- **The input**
================================

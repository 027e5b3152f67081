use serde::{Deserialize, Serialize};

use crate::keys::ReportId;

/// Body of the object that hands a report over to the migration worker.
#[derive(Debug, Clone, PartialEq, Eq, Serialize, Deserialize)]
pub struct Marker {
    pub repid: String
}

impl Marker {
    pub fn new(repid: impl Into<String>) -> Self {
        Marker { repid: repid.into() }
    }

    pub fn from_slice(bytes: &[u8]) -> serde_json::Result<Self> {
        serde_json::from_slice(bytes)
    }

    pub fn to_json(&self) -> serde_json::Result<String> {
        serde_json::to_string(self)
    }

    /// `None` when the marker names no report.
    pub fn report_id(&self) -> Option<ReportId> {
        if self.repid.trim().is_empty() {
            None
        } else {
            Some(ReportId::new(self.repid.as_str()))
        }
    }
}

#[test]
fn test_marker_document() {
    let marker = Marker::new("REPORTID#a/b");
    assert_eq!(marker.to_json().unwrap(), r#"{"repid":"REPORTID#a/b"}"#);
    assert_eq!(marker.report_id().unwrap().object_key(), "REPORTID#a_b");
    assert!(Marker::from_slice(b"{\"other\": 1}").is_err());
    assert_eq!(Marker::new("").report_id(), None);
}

================================

- **Task directions**
Look above for the line containing "pub repid: String", then transcribe it and all lines after it through the last, exactly and with nothing else.

- **Problem solution**
    pub repid: String
}

impl Marker {
    pub fn new(repid: impl Into<String>) -> Self {
        Marker { repid: repid.into() }
    }

    pub fn from_slice(bytes: &[u8]) -> serde_json::Result<Self> {
        serde_json::from_slice(bytes)
    }

    pub fn to_json(&self) -> serde_json::Result<String> {
        serde_json::to_string(self)
    }

    /// `None` when the marker names no report.
    pub fn report_id(&self) -> Option<ReportId> {
        if self.repid.trim().is_empty() {
            None
        } else {
            Some(ReportId::new(self.repid.as_str()))
        }
    }
}

#[test]
fn test_marker_document() {
    let marker = Marker::new("REPORTID#a/b");
    assert_eq!(marker.to_json().unwrap(), r#"{"repid":"REPORTID#a/b"}"#);
    assert_eq!(marker.report_id().unwrap().object_key(), "REPORTID#a_b");
    assert!(Marker::from_slice(b"{\"other\": 1}").is_err());
    assert_eq!(Marker::new("").report_id(), None);
}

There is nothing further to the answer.